VITALISM is a term known and understood by few people but yet it is as significant to each and everyone of us as LIFE and DEATH.
We could say that in general the use of the term VITALISTIC describes the sum of a person’s well being. Comparing two individuals to one another in many circumstances, one would conclude how one person is healthier than the other. Or in other words one person is expressing greater vitalism than the other.
We can agree that on a scale of 1 to 10 a person who is a 9 or a 10 would be expressing excellent health; or greatest vitality. As we slide to a 7 or 8 we are now unwell, but not necessarily sickly. Going down the slope to 5 or 6 out of 10 we see how people are occasionally sick, still recovering but only to find themselves sick again.

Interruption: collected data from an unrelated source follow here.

use std::sync::Arc;

use dashmap::DashMap;
use tracing::{debug, trace, warn};

use pupwire_common::Message;

use crate::Device;

/// Delivers the frames of one shared hub connection to the devices on it.
///
/// Devices are keyed by name. Registering a device under a name that is
/// already taken replaces the old one.
#[derive(Default)]
pub struct Router {
    devices: DashMap<String, Arc<Device>>,
}

impl Router {
    /// An empty router.
    pub fn new() -> Self {
        Self::default()
    }

    /// Add `device`, returning the device it replaced.
    pub fn register(&self, device: Arc<Device>) -> Option<Arc<Device>> {
        debug!("Registered device {} on {}", device.name(), device.port());
        self.devices.insert(device.name().to_string(), device)
    }

    /// Remove the device called `name`.
    pub fn deregister(&self, name: &str) -> Option<Arc<Device>> {
        let removed = self.devices.remove(name).map(|(_, device)| device);
        if removed.is_some() {
            debug!("Deregistered device {}", name);
        }
        removed
    }

    /// The device called `name`.
    pub fn get(&self, name: &str) -> Option<Arc<Device>> {
        self.devices.get(name).map(|device| device.value().clone())
    }

    /// Every registered device, in no particular order.
    pub fn devices(&self) -> Vec<Arc<Device>> {
        self.devices.iter().map(|device| device.value().clone()).collect()
    }

    /// Number of registered devices.
    pub fn len(&self) -> usize {
        self.devices.len()
    }

    /// True if no device is registered.
    pub fn is_empty(&self) -> bool {
        self.devices.is_empty()
    }

    /// Hand `message` to every device that [accepts](Device::accepts) it.
    ///
    /// Each matching device gets the message exactly once. Returns the number
    /// of devices that applied it; a device rejecting the message is logged
    /// and does not keep the others from getting it.
    ///
    /// A generic error rejecting a command carries no port. It goes to the
    /// devices waiting on a command of the rejected type, or to every device
    /// waiting on any command if none matches, and to the hubs only if no
    /// device is waiting at all.
    pub fn route(&self, message: &Message) -> usize {
        let targets = match message {
            Message::GenericError(generic) if !generic.code.is_ack() => {
                let mut targets = self.collect(|device| device.awaits_reply_to(generic.command_type));
                if targets.is_empty() {
                    targets = self.collect(|device| !device.is_port_free());
                }
                if targets.is_empty() {
                    targets = self.collect(|device| device.accepts(message));
                }
                targets
            }
            _ => self.collect(|device| device.accepts(message)),
        };

        let mut delivered = 0;
        for device in targets {
            match device.apply_incoming(message) {
                Ok(()) => delivered += 1,
                Err(err) => warn!("Could not deliver to {}: {}", device.name(), err),
            }
        }
        if delivered == 0 {
            trace!("No device for {:?}", message.message_type());
        }
        delivered
    }

    // Collect first so no shard lock is held while devices update.
    fn collect(&self, matches: impl Fn(&Device) -> bool) -> Vec<Arc<Device>> {
        self.devices
            .iter()
            .filter(|device| matches(device.value()))
            .map(|device| device.value().clone())
            .collect()
    }
}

Continuing to poorly express our vitality in the stages of 3 to 4 we are describing a person suffering from chronic illness / sickness at this stage. Followed by severely ill when vitality is reduced to the 1 or 2 levels. The next step is the eventual demise, at which time all vitality is gone.

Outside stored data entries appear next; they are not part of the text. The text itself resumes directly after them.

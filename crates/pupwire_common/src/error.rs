//! Error taxonomy for the wire layer.
//!
//! Framing and decoding failures are kept apart: a [`FramingError`] means the
//! byte stream can no longer be trusted, a [`DecodeError`] only poisons the
//! single frame it was raised for.

use serde::{Deserialize, Serialize};
use thiserror::Error;

use crate::{ErrorCode, Port};

/// The declared frame length disagrees with the bytes that were delivered.
#[derive(Debug, Clone, Copy, PartialEq, Eq, Error)]
pub enum FramingError {
    /// The length byte does not match the buffer size.
    #[error("declared frame length {declared} does not match buffer length {actual}")]
    LengthMismatch {
        /// Value of the frame's first byte
        declared: usize,
        /// Number of bytes actually handed to the decoder
        actual: usize,
    },
    /// Fewer bytes than a common header were available.
    #[error("frame truncated after {0} bytes")]
    Truncated(usize),
}

/// A well-framed buffer whose content could not be classified.
#[derive(Debug, Clone, Copy, PartialEq, Eq, Error)]
pub enum DecodeError {
    /// The message-type byte is not part of the protocol.
    #[error("unknown message type 0x{0:02x}")]
    UnknownMessageType(u8),
    /// The sub-command of a port output or virtual port frame is unknown.
    #[error("unknown sub-command 0x{sub_command:02x} for message type 0x{message_type:02x}")]
    UnknownSubCommand {
        /// Message type the sub-command was found in
        message_type: u8,
        /// The offending sub-command byte
        sub_command: u8,
    },
    /// An enumerated field carried a value outside its mapping.
    #[error("invalid value 0x{value:02x} for field `{field}`")]
    UnknownValue {
        /// Name of the field
        field: &'static str,
        /// The offending byte
        value: u8,
    },
    /// The payload size does not fit the message type.
    #[error("malformed payload of {len} bytes for message type 0x{message_type:02x}")]
    Malformed {
        /// Message type of the frame
        message_type: u8,
        /// Total frame length
        len: usize,
    },
}

/// A command that cannot be put on the wire as given.
#[derive(Debug, Clone, Copy, PartialEq, Eq, Error)]
pub enum EncodeError {
    /// A motion parameter is outside the range the hub accepts.
    #[error("`{field}` = {value} is outside {min}..={max}")]
    OutOfRange {
        /// Name of the parameter
        field: &'static str,
        /// Rejected value
        value: i64,
        /// Smallest accepted value
        min: i64,
        /// Largest accepted value
        max: i64,
    },
    /// The encoded frame would not fit a one byte length.
    #[error("encoded frame of {0} bytes exceeds the maximum frame length")]
    Oversized(usize),
}

/// Any failure of the wire codec.
#[derive(Debug, Clone, Copy, PartialEq, Eq, Error)]
pub enum WireError {
    /// See [`FramingError`]
    #[error(transparent)]
    Framing(#[from] FramingError),
    /// See [`DecodeError`]
    #[error(transparent)]
    Decode(#[from] DecodeError),
    /// See [`EncodeError`]
    #[error(transparent)]
    Encode(#[from] EncodeError),
}

impl WireError {
    /// True if the stream this error came from is desynchronized.
    pub fn is_fatal(&self) -> bool {
        matches!(self, WireError::Framing(_))
    }
}

/// A problem reported by the hub itself.
///
/// These are recorded on the device for inspection and never interrupt
/// control flow.
#[derive(Debug, Clone, Copy, PartialEq, Eq, Serialize, Deserialize, Error)]
pub enum ProtocolError {
    /// The hub dropped the command running on `port`.
    #[error("command on {port} was discarded by the hub")]
    Discarded {
        /// Port the feedback was reported for
        port: Port,
    },
    /// A generic error notification.
    #[error("hub rejected command type 0x{command_type:02x}: {code:?}")]
    Rejected {
        /// Message type of the command that failed
        command_type: u8,
        /// Return code sent by the hub
        code: ErrorCode,
    },
}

It is observed that throughout our lives we may tend to lose our vitalistic state. We don’t describe it that way. What we say is that we just seem to be less healthier as we age. If we look at the World Health Organization’s definition of health as the foundation of how vitalistic we are, it raises interesting questions.
“Health is a state of complete physical, mental, and social well-being; and not merely the absence of disease or infirmities.”
We are alive or we aren’t and the span between both extremes is best qualified or quantified by our state of general health. There’s no denying that vitalism or vitalistic forces are present, but we have no way of measuring it separately as a specific finding; that there is no way to measure ones vitalism according to current science. However it does exist!
So until there is an advancement and science that permits its accurate measurement, we will at least acknowledge how critical to life it is, and to support what promotes greater vitalism.
VITALISM exists in books only as a theoretical construct but its existence remains undeniable, in spite of our inability to measure this Vitality. The consequences of us not acknowledging this aspect of life and health will critically impact on our health and well-being.